• _Problem statement_: Copy every line of the following data that includes the string "bool".

── Material to process

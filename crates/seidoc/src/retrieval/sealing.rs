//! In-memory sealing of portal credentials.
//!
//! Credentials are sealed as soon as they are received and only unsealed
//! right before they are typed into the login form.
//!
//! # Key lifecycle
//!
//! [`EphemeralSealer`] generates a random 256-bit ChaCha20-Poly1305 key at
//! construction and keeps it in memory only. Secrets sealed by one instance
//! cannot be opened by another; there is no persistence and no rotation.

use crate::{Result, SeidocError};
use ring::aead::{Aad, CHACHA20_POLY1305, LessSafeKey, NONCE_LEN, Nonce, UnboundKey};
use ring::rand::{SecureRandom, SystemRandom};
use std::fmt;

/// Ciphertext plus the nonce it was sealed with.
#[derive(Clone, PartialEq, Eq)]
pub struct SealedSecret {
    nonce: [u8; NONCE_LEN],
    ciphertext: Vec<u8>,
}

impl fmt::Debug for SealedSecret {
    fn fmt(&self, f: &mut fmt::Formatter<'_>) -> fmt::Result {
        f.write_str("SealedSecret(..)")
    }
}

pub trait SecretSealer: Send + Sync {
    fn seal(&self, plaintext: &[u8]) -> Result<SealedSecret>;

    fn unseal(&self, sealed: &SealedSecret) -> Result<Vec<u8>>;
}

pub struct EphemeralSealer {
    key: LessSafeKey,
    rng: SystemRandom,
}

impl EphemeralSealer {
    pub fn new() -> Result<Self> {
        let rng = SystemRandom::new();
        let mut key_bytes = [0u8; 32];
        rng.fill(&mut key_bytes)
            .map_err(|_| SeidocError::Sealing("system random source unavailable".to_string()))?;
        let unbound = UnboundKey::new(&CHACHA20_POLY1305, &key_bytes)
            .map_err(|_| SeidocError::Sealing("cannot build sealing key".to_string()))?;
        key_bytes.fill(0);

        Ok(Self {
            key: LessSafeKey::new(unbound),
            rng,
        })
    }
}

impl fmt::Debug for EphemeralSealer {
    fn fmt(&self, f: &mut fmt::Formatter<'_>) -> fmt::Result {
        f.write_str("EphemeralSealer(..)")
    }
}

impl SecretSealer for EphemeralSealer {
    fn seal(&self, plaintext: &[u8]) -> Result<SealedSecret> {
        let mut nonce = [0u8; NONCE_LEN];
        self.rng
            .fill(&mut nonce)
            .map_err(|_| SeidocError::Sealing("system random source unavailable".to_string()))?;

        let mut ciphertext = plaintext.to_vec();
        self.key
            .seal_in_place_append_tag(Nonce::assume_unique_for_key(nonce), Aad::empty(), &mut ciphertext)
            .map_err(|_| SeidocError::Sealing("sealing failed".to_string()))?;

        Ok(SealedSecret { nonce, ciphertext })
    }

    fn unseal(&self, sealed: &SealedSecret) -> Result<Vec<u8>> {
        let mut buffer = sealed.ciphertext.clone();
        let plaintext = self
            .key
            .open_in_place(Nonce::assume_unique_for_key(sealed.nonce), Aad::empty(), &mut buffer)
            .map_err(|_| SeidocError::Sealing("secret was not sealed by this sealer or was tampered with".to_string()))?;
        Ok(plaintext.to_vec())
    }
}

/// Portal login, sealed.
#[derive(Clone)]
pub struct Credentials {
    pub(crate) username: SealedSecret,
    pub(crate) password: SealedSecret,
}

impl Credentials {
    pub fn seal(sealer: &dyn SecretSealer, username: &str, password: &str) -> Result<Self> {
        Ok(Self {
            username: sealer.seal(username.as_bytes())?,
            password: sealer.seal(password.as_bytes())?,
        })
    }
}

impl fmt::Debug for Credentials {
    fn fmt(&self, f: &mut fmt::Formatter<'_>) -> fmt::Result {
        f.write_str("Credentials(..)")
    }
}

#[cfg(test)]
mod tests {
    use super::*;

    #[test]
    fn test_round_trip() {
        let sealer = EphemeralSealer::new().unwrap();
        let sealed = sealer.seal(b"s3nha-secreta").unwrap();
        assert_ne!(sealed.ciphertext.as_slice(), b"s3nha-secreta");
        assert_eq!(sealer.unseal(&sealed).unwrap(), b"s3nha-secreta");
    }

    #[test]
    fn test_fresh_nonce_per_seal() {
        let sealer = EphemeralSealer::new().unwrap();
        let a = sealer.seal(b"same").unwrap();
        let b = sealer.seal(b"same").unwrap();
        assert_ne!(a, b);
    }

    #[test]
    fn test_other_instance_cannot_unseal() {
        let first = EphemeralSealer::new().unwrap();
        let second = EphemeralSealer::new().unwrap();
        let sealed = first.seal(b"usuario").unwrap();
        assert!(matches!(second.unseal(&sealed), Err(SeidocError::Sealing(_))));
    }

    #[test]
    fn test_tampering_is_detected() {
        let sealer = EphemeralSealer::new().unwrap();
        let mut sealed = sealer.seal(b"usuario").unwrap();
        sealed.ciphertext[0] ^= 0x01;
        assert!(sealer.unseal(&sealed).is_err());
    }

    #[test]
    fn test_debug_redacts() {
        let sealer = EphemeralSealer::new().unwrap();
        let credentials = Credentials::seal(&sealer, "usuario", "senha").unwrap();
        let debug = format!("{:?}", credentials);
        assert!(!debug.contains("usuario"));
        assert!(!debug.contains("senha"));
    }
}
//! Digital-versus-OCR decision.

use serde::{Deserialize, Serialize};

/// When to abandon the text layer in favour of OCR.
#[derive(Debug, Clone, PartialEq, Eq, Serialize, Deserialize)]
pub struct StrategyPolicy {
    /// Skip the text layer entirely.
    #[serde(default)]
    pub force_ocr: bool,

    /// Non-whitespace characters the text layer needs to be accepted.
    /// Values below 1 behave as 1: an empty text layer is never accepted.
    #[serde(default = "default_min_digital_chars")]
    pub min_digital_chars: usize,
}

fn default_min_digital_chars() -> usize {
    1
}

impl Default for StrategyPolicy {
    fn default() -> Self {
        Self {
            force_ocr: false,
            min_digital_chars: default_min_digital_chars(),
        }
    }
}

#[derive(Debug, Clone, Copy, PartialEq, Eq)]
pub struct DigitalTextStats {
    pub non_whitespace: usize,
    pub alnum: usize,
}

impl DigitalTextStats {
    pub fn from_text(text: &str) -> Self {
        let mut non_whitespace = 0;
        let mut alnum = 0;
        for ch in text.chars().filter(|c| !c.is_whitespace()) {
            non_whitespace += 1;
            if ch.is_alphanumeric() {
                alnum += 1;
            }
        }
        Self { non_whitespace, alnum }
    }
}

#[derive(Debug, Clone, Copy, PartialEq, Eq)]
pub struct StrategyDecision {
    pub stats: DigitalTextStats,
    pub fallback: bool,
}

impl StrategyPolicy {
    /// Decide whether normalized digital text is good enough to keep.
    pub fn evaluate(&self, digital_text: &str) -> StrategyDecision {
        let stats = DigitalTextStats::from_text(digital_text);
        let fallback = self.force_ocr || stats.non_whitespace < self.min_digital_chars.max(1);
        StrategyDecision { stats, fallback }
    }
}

────

• _Response area_:
    pub force_ocr: bool,
    pub fallback: bool,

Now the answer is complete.